In December 2020, AMSA was absorbed by the American Trucking Associations and became known as the Moving and Storage Conference.

==Membership==

Member companies included local, national and international firms and their suppliers offering moving and associated storage services for households and businesses; crating and transportation for sensitive freight including trade show displays, electronics, scientific and medical equipment, privately owned automobiles, fine art, and equipment for college and professional sports teams; and increasingly, portable on-demand storage and records storage and management. Specialized services may have included climate-controlled storage for items such as furs, wine, film, rugs, art, magnetic tape, and documents. Many AMSA members engaged in supply chain warehousing.

Members also handled national and international employee relocation and personal property moves for the private sector and U.S. government agencies such as the State Department (through the General Services Administration) as well as for active duty U.S. military personnel (Department of Defense business represented the industry's largest single customer). AMSA hosted GSA's Household Goods and Freight Forum at its annual conference from 2008 to 2012.

Members engaged in moving must have abided by an ethical code of conduct and comply with state, or for interstate moves, federal transportation safety and consumer protection regulations.

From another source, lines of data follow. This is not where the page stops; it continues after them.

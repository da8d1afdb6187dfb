//! Action vocabulary, key translation and dispatch.
//!
//! Keys decoded by the input layer are translated into [`Action`]s, which the
//! dispatcher applies to an `EditorModel`. Edits mutate the document first and
//! then reposition the view; motions only touch the view; file commands go
//! through [`io_ops`].

pub mod dispatcher;
pub mod io_ops;
mod key_translator;

pub use dispatcher::{DispatchResult, dispatch};
pub use key_translator::translate_key;

/// Cursor movement requests.
#[derive(Debug, Clone, Copy, PartialEq, Eq)]
pub enum MotionKind {
    Up,
    Down,
    Left,
    Right,
    PageUp,
    PageDown,
    Home,
    End,
}

/// Structural document edits performed at the cursor.
#[derive(Debug, Clone, Copy, PartialEq, Eq)]
pub enum EditKind {
    InsertByte(u8),
    InsertNewline,
    /// Delete left of the cursor, joining with the previous row at column 0.
    Backspace,
    /// Delete under the cursor, pulling up the next row at end of line.
    DeleteForward,
}

/// Keystrokes routed to the active save-as prompt.
#[derive(Debug, Clone, Copy, PartialEq, Eq)]
pub enum PromptInput {
    Char(char),
    Backspace,
    Submit,
    Cancel,
}

#[derive(Debug, Clone, Copy, PartialEq, Eq)]
pub enum Action {
    Motion(MotionKind),
    Edit(EditKind),
    Prompt(PromptInput),
    Save,
    Quit,
    /// Recognized key with no effect besides re-arming the quit gate (Esc, Ctrl-L).
    Noop,
}
//! Cursor / viewport engine.
//!
//! A `View` keeps the screen-relative cursor (`cursor_x`, `cursor_y`) and the
//! scroll offsets (`offset_x`, `offset_y`) such that
//!
//! * `current_y = cursor_y + offset_y` is the logical row, and
//! * `current_x = cursor_x + offset_x` is a column in that row's *rendered* form.
//!
//! Movement is "local then scroll": the screen cursor absorbs a step while it
//! stays on screen, the offset absorbs the remainder. Vertical moves never
//! leave the document, and every vertical move re-clamps the column against
//! the new row (the end-of-line insertion point is always a legal column).
//!
//! Invariants after every public call (with `rows = document.len()`):
//! * `cursor_y < text_height` and `cursor_x < terminal_width`.
//! * `current_y < rows` whenever `rows > 0`.
//! * after a vertical move, `current_x <= rendered_len(current_y)`.

use core_text::Document;

/// Rows reserved below the text area (status bar + message bar).
pub const RESERVED_ROWS: usize = 2;

#[derive(Debug, Clone, Copy, PartialEq, Eq)]
pub enum Direction {
    Up,
    Down,
    Left,
    Right,
}

#[derive(Debug, Clone, PartialEq, Eq)]
pub struct View {
    pub cursor_x: usize,
    pub cursor_y: usize,
    pub offset_x: usize,
    pub offset_y: usize,
    terminal_width: usize,
    terminal_height: usize,
    text_height: usize,
}

impl View {
    /// View at the document origin for a terminal of `width` x `height` cells.
    pub fn new(width: usize, height: usize) -> Self {
        let mut view = Self {
            cursor_x: 0,
            cursor_y: 0,
            offset_x: 0,
            offset_y: 0,
            terminal_width: 1,
            terminal_height: 1,
            text_height: 1,
        };
        view.set_dimensions(width, height);
        view
    }

    fn set_dimensions(&mut self, width: usize, height: usize) {
        self.terminal_width = width.max(1);
        self.terminal_height = height.max(1);
        self.text_height = height.saturating_sub(RESERVED_ROWS).max(1);
    }

    pub fn terminal_width(&self) -> usize {
        self.terminal_width
    }

    pub fn terminal_height(&self) -> usize {
        self.terminal_height
    }

    pub fn text_height(&self) -> usize {
        self.text_height
    }

    /// Logical row index.
    pub fn current_y(&self) -> usize {
        self.cursor_y + self.offset_y
    }

    /// Logical rendered column.
    pub fn current_x(&self) -> usize {
        self.cursor_x + self.offset_x
    }

    /// Adopt new terminal dimensions keeping the same logical position visible.
    pub fn resize(&mut self, width: usize, height: usize) {
        let (x, y) = (self.current_x(), self.current_y());
        self.set_dimensions(width, height);
        self.set_cursor_y(y);
        self.set_cursor_x(x);
        tracing::debug!(target: "model.view", width, height, cursor_x = self.cursor_x, cursor_y = self.cursor_y, "resize");
    }

    pub fn move_cursor(&mut self, dir: Direction, doc: &Document) {
        match dir {
            Direction::Up => self.move_up(doc),
            Direction::Down => self.move_down(doc),
            Direction::Left => self.move_left(),
            Direction::Right => self.move_right(doc),
        }
    }

    pub fn move_down(&mut self, doc: &Document) {
        if self.current_y() + 1 < doc.len() {
            if self.cursor_y + 1 < self.text_height {
                self.cursor_y += 1;
            } else {
                self.offset_y += 1;
            }
        }
        self.clamp_horizontal(doc);
    }

    pub fn move_up(&mut self, doc: &Document) {
        if self.cursor_y > 0 {
            self.cursor_y -= 1;
        } else if self.offset_y > 0 {
            self.offset_y -= 1;
        }
        self.clamp_horizontal(doc);
    }

    pub fn move_left(&mut self) {
        if self.cursor_x > 0 {
            self.cursor_x -= 1;
        } else if self.offset_x > 0 {
            self.offset_x -= 1;
        }
    }

    pub fn move_right(&mut self, doc: &Document) {
        if self.current_x() >= doc.rendered_len(self.current_y()) {
            return;
        }
        if self.cursor_x + 1 < self.terminal_width {
            self.cursor_x += 1;
        } else {
            self.offset_x += 1;
        }
    }

    /// Repeat a vertical step once per terminal row.
    pub fn page(&mut self, dir: Direction, doc: &Document) {
        for _ in 0..self.terminal_height {
            match dir {
                Direction::Up => self.move_up(doc),
                _ => self.move_down(doc),
            }
        }
    }

    /// Re-derive the column after a vertical move: a cursor past the end of the
    /// new row is pulled back to that row's end-of-line insertion point.
    pub fn clamp_horizontal(&mut self, doc: &Document) {
        let maxlen = doc.rendered_len(self.current_y());
        if self.current_x() >= maxlen {
            self.place_column(maxlen);
        }
    }

    /// Put the logical column on `target`: without horizontal scroll when it
    /// fits on screen, otherwise scrolled so it sits in the last screen column.
    fn place_column(&mut self, target: usize) {
        if target < self.terminal_width {
            self.offset_x = 0;
            self.cursor_x = target;
        } else {
            self.offset_x = target + 1 - self.terminal_width;
            self.cursor_x = self.terminal_width - 1;
        }
    }

    pub fn home(&mut self) {
        self.offset_x = 0;
        self.cursor_x = 0;
    }

    pub fn end(&mut self, doc: &Document) {
        let maxlen = doc.rendered_len(self.current_y());
        self.place_column(maxlen);
    }

    /// Jump to logical column `target`. Only the screen cursor moves when the
    /// target is already visible; otherwise the offset absorbs the excess and
    /// the target lands on the nearest screen edge.
    pub fn set_cursor_x(&mut self, target: usize) {
        if target < self.offset_x {
            self.offset_x = target;
            self.cursor_x = 0;
        } else if target - self.offset_x < self.terminal_width {
            self.cursor_x = target - self.offset_x;
        } else {
            self.offset_x = target + 1 - self.terminal_width;
            self.cursor_x = self.terminal_width - 1;
        }
    }

    /// Vertical counterpart of [`View::set_cursor_x`] over the text area.
    pub fn set_cursor_y(&mut self, target: usize) {
        if target < self.offset_y {
            self.offset_y = target;
            self.cursor_y = 0;
        } else if target - self.offset_y < self.text_height {
            self.cursor_y = target - self.offset_y;
        } else {
            self.offset_y = target + 1 - self.text_height;
            self.cursor_y = self.text_height - 1;
        }
    }
}

#[cfg(test)]
mod tests {
    use super::*;
    use proptest::prelude::*;

    fn long_doc() -> Document {
        Document::from_lines((0..50).map(|i| format!("line {i}")))
    }

    #[test]
    fn text_height_reserves_two_rows() {
        let v = View::new(80, 24);
        assert_eq!(v.text_height(), 22);
        assert_eq!(View::new(80, 1).text_height(), 1);
    }

    #[test]
    fn down_moves_cursor_then_scrolls() {
        let doc = long_doc();
        let mut v = View::new(20, 7); // 5 text rows
        for _ in 0..4 {
            v.move_down(&doc);
        }
        assert_eq!((v.cursor_y, v.offset_y), (4, 0));
        v.move_down(&doc);
        assert_eq!((v.cursor_y, v.offset_y), (4, 1));
        assert_eq!(v.current_y(), 5);
    }

    #[test]
    fn down_stops_at_last_row() {
        let doc = Document::from_lines(["a", "b"]);
        let mut v = View::new(20, 10);
        v.move_down(&doc);
        v.move_down(&doc);
        v.move_down(&doc);
        assert_eq!(v.current_y(), 1);
    }

    #[test]
    fn down_on_empty_document_is_noop() {
        let doc = Document::new();
        let mut v = View::new(20, 10);
        v.move_down(&doc);
        assert_eq!((v.current_x(), v.current_y()), (0, 0));
    }

    #[test]
    fn up_scrolls_back_at_top_edge() {
        let doc = long_doc();
        let mut v = View::new(20, 7);
        v.set_cursor_y(10);
        assert_eq!((v.cursor_y, v.offset_y), (4, 6));
        for _ in 0..4 {
            v.move_up(&doc);
        }
        assert_eq!((v.cursor_y, v.offset_y), (0, 6));
        v.move_up(&doc);
        assert_eq!((v.cursor_y, v.offset_y), (0, 5));
    }

    #[test]
    fn right_scrolls_past_terminal_width() {
        let doc = Document::from_lines(["a".repeat(15)]);
        let mut v = View::new(10, 5);
        for _ in 0..14 {
            v.move_right(&doc);
        }
        assert_eq!(v.offset_x, 5);
        assert_eq!(v.cursor_x, 9);
        assert_eq!(v.current_x(), 14);
    }

    #[test]
    fn right_stops_at_end_of_line() {
        let doc = Document::from_lines(["ab"]);
        let mut v = View::new(10, 5);
        for _ in 0..5 {
            v.move_right(&doc);
        }
        assert_eq!(v.current_x(), 2);
    }

    #[test]
    fn left_unscrolls_when_at_screen_edge() {
        let mut v = View::new(10, 5);
        v.set_cursor_x(12);
        assert_eq!((v.cursor_x, v.offset_x), (9, 3));
        v.cursor_x = 0;
        v.move_left();
        assert_eq!((v.cursor_x, v.offset_x), (0, 2));
    }

    #[test]
    fn vertical_move_clamps_to_shorter_row() {
        let doc = Document::from_lines(["abcdefgh", "ab"]);
        let mut v = View::new(20, 5);
        v.end(&doc);
        assert_eq!(v.current_x(), 8);
        v.move_down(&doc);
        assert_eq!((v.cursor_x, v.offset_x), (2, 0));
    }

    #[test]
    fn vertical_clamp_scrolls_for_long_target_row() {
        let doc = Document::from_lines(["x".repeat(40), "y".repeat(25)]);
        let mut v = View::new(10, 5);
        v.end(&doc);
        assert_eq!((v.cursor_x, v.offset_x), (9, 31));
        v.move_down(&doc);
        assert_eq!(v.current_x(), 25);
        assert_eq!((v.cursor_x, v.offset_x), (9, 16));
    }

    #[test]
    fn tab_rows_clamp_on_rendered_length() {
        let doc = Document::from_lines(["\t\t\t", "\t"]);
        let mut v = View::new(40, 5);
        v.end(&doc);
        assert_eq!(v.current_x(), 12);
        v.move_down(&doc);
        assert_eq!(v.current_x(), 4);
    }

    #[test]
    fn end_and_home() {
        let doc = Document::from_lines(["short", "z".repeat(30).as_str()]);
        let mut v = View::new(10, 5);
        v.end(&doc);
        assert_eq!((v.cursor_x, v.offset_x), (5, 0));
        v.move_down(&doc);
        v.end(&doc);
        assert_eq!((v.cursor_x, v.offset_x), (9, 21));
        assert_eq!(v.current_x(), 30);
        v.home();
        assert_eq!((v.cursor_x, v.offset_x), (0, 0));
    }

    #[test]
    fn end_on_line_exactly_terminal_width() {
        let doc = Document::from_lines(["q".repeat(10)]);
        let mut v = View::new(10, 5);
        v.end(&doc);
        assert_eq!((v.cursor_x, v.offset_x), (9, 1));
        assert_eq!(v.current_x(), 10);
    }

    #[test]
    fn set_cursor_within_visible_range_moves_screen_cursor_only() {
        let mut v = View::new(10, 12);
        v.set_cursor_x(14);
        assert_eq!((v.cursor_x, v.offset_x), (9, 5));
        v.set_cursor_x(7);
        assert_eq!((v.cursor_x, v.offset_x), (2, 5));
        v.set_cursor_x(3);
        assert_eq!((v.cursor_x, v.offset_x), (0, 3));
    }

    #[test]
    fn page_down_moves_a_screenful() {
        let doc = long_doc();
        let mut v = View::new(20, 12);
        v.page(Direction::Down, &doc);
        assert_eq!(v.current_y(), 12);
        v.page(Direction::Up, &doc);
        assert_eq!(v.current_y(), 0);
    }

    #[test]
    fn resize_keeps_cursor_on_screen() {
        let mut v = View::new(40, 30);
        v.set_cursor_x(30);
        v.set_cursor_y(20);
        v.resize(10, 7);
        assert_eq!((v.current_x(), v.current_y()), (30, 20));
        assert!(v.cursor_x < v.terminal_width());
        assert!(v.cursor_y < v.text_height());
    }

    fn arb_line() -> impl Strategy<Value = Vec<u8>> {
        proptest::collection::vec(prop_oneof![Just(b'\t'), 0x20u8..0x7f], 0..30)
    }

    fn arb_dir() -> impl Strategy<Value = Direction> {
        prop_oneof![
            Just(Direction::Up),
            Just(Direction::Down),
            Just(Direction::Left),
            Just(Direction::Right),
        ]
    }

    proptest! {
        #[test]
        fn movement_preserves_invariants(
            lines in proptest::collection::vec(arb_line(), 1..40),
            moves in proptest::collection::vec(arb_dir(), 0..200),
            width in 1usize..20,
            height in 3usize..12,
        ) {
            let doc = Document::from_lines(lines);
            let mut v = View::new(width, height);
            for dir in moves {
                v.move_cursor(dir, &doc);
                prop_assert_eq!(v.current_y(), v.cursor_y + v.offset_y);
                prop_assert_eq!(v.current_x(), v.cursor_x + v.offset_x);
                prop_assert!(v.cursor_x < v.terminal_width());
                prop_assert!(v.cursor_y < v.text_height());
                prop_assert!(v.current_y() < doc.len());
                if matches!(dir, Direction::Up | Direction::Down) {
                    prop_assert!(v.current_x() <= doc.rendered_len(v.current_y()));
                }
                prop_assert!(v.current_x() <= doc.rendered_len(v.current_y()) + 1);
            }
        }
    }
}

Membership was also open to industry affiliates (companies which provided specialized services or products, work collaboratively with industry businesses, used industry services, or whose own clientele was involved in or impacted by the move process); individuals (industry employees, van operators, and others whose work was impacted by the moving and storage sector); and professional and trade associations, including state, regional, national and international moving associations and related industry professional organizations.

==ProMover program==

===Interstate moves===

In January 2008, to help consumers avoid unscrupulous or illegitimate movers (many proliferating on the Internet), AMSA created the ProMover certification program for its members that have federal interstate operating authority. Such members must have passed an annual criminal background check, have been licensed by the Federal Motor Carrier Safety Administration (FMCSA), and had to agree to abide by ethical standards such as honesty in advertising and in business transactions with customers. Each ProMover also signed a contract to commit to adhere to applicable Surface Transportation Board and FMSCA regulations. AMSA also examined company ownership and registration with state corporation commissions, and the mover must maintain at least a satisfactory rating with the Better Business Bureau. Those that passed were authorized to display the ProMover logo on their websites and in marketing materials; those that fail were expelled from the program (and from AMSA) if they could not correct discrepancies during a probationary period.

===Intrastate moves===

In October 2010, AMSA began a two-year pilot program with the California Moving & Storage Association, the first time ProMover certification was made available to qualified movers operating only within a state. The program later became permanent. In April 2012, intrastate movers in Michigan became eligible; and the Florida ProMover program began in February 2013.